TOKYO (Reuters) - Japanese wage earners’ total cash earnings were unchanged in February from a year earlier and, in a possible sign of thaw in sluggish growth in salaries, winter bonuses rose for the first time in five years, data showed on Tuesday.
Overtime pay, a barometer of strength in corporate activity, rose 3.4 percent from a year ago in February, up for an 11th straight month although the increase was slower than January’s 4.8 percent rise, the figures from the labor ministry showed.
Year-end bonuses paid between November and January rose 0.3 percent from a year earlier, the first rise since a 1.0 percent gain in 2008. In 2012, bonuses fell 1.5 percent.
But regular pay slipped an annual 0.3 percent in February, falling for a 21st straight month after a 0.2 percent slip the previous month.
Real wages, which take into account consumer inflation, dropped an annual 1.9 percent in February, down for a eighth straight month.

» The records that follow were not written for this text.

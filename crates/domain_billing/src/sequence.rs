//! Invoice numbering
//!
//! Invoice numbers have the form `KRPL/2024-2025/06/001`: prefix, fiscal
//! year span, issue month and a per-month sequence.
//!
//! # Invariants
//!
//! - Two draws for the same (year, month) never return the same sequence
//! - Sequences are never decremented or handed out again, even when the
//!   invoice that drew one later fails
//! - A failed draw leaves the counter untouched

use chrono::{Datelike, NaiveDate};
use serde::{Deserialize, Serialize, Serializer};
use std::collections::HashMap;
use std::fmt;
use std::sync::Mutex;

use core_kernel::FiscalYear;
use crate::error::BillingError;

/// Numbering settings
#[derive(Debug, Clone, PartialEq, Eq, Serialize, Deserialize)]
pub struct NumberingConfig {
    /// Leading invoice number segment
    pub prefix: String,
    /// Month (1-12) the fiscal year starts in
    pub fiscal_year_start_month: u32,
    /// First sequence handed out in each month
    pub initial_sequence: u32,
}

impl Default for NumberingConfig {
    fn default() -> Self {
        Self {
            prefix: "KRPL".to_string(),
            fiscal_year_start_month: 4,
            initial_sequence: 1,
        }
    }
}

impl NumberingConfig {
    /// Checks the settings
    pub fn validate(&self) -> Result<(), BillingError> {
        if self.prefix.trim().is_empty() || self.prefix.contains('/') {
            return Err(BillingError::validation(format!(
                "invoice prefix must be non-empty and contain no '/': {:?}",
                self.prefix
            )));
        }
        if !(1..=12).contains(&self.fiscal_year_start_month) {
            return Err(BillingError::validation(format!(
                "fiscal year start month must be 1-12, got {}",
                self.fiscal_year_start_month
            )));
        }
        Ok(())
    }
}

/// Process-wide per-month sequence state
///
/// Share one instance (behind an `Arc`) between every aggregator in the
/// process.
#[derive(Debug)]
pub struct InvoiceSequenceCounter {
    initial_sequence: u32,
    next: Mutex<HashMap<(i32, u32), u32>>,
}

impl InvoiceSequenceCounter {
    /// Creates a counter whose months start at `initial_sequence`
    pub fn new(initial_sequence: u32) -> Self {
        Self {
            initial_sequence,
            next: Mutex::new(HashMap::new()),
        }
    }

    /// Takes the next sequence for a (year, month)
    ///
    /// # Errors
    ///
    /// Returns `SequenceUnavailable` if the lock is poisoned or the month's
    /// sequence space is exhausted. The counter is unchanged in both cases.
    pub fn next_sequence(&self, year: i32, month: u32) -> Result<u32, BillingError> {
        let mut next = self
            .next
            .lock()
            .map_err(|_| BillingError::SequenceUnavailable("sequence lock poisoned".to_string()))?;

        let slot = next.entry((year, month)).or_insert(self.initial_sequence);
        let drawn = *slot;
        *slot = drawn.checked_add(1).ok_or_else(|| {
            BillingError::SequenceUnavailable(format!("sequence exhausted for {}-{:02}", year, month))
        })?;

        Ok(drawn)
    }

    /// The sequence the next draw for a (year, month) would return
    pub fn peek(&self, year: i32, month: u32) -> Result<u32, BillingError> {
        let next = self
            .next
            .lock()
            .map_err(|_| BillingError::SequenceUnavailable("sequence lock poisoned".to_string()))?;
        Ok(next.get(&(year, month)).copied().unwrap_or(self.initial_sequence))
    }
}

impl Default for InvoiceSequenceCounter {
    fn default() -> Self {
        Self::new(NumberingConfig::default().initial_sequence)
    }
}

/// A formatted invoice number
#[derive(Debug, Clone, PartialEq, Eq, Hash)]
pub struct InvoiceNumber {
    prefix: String,
    fiscal_year: FiscalYear,
    month: u32,
    sequence: u32,
}

impl InvoiceNumber {
    /// Builds the number for an issue date and drawn sequence
    pub fn new(config: &NumberingConfig, issue_date: NaiveDate, sequence: u32) -> Result<Self, BillingError> {
        let fiscal_year = FiscalYear::containing(issue_date, config.fiscal_year_start_month)?;
        Ok(Self {
            prefix: config.prefix.trim().to_string(),
            fiscal_year,
            month: issue_date.month(),
            sequence,
        })
    }

    pub fn fiscal_year(&self) -> FiscalYear {
        self.fiscal_year
    }

    pub fn month(&self) -> u32 {
        self.month
    }

    pub fn sequence(&self) -> u32 {
        self.sequence
    }
}

impl fmt::Display for InvoiceNumber {
    fn fmt(&self, f: &mut fmt::Formatter<'_>) -> fmt::Result {
        write!(
            f,
            "{}/{}/{:02}/{:03}",
            self.prefix, self.fiscal_year, self.month, self.sequence
        )
    }
}

impl Serialize for InvoiceNumber {
    fn serialize<S>(&self, serializer: S) -> Result<S::Ok, S::Error>
    where
        S: Serializer,
    {
        serializer.collect_str(self)
    }
}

Prime Minister Shinzo Abe and his government have been publicly pressuring companies to raise wages, as that is seen as a crucial factor to complement massive monetary and fiscal stimulus to try to pull the economy out of deflation.
In March, some big Japanese companies such as Toyota Motor Corp offered the most generous pay raises in years, although there are concerns an increase in the sales tax rate from April could still crimp spending power.
The ministry defines “workers” as 1) those who are employed for more than one month at a firm that employs more than five people, or 2) those who are employed on a daily basis or have less than a one-month contract but had worked more than 18 days during the two months before the survey was conducted at a firm that employs more than five people.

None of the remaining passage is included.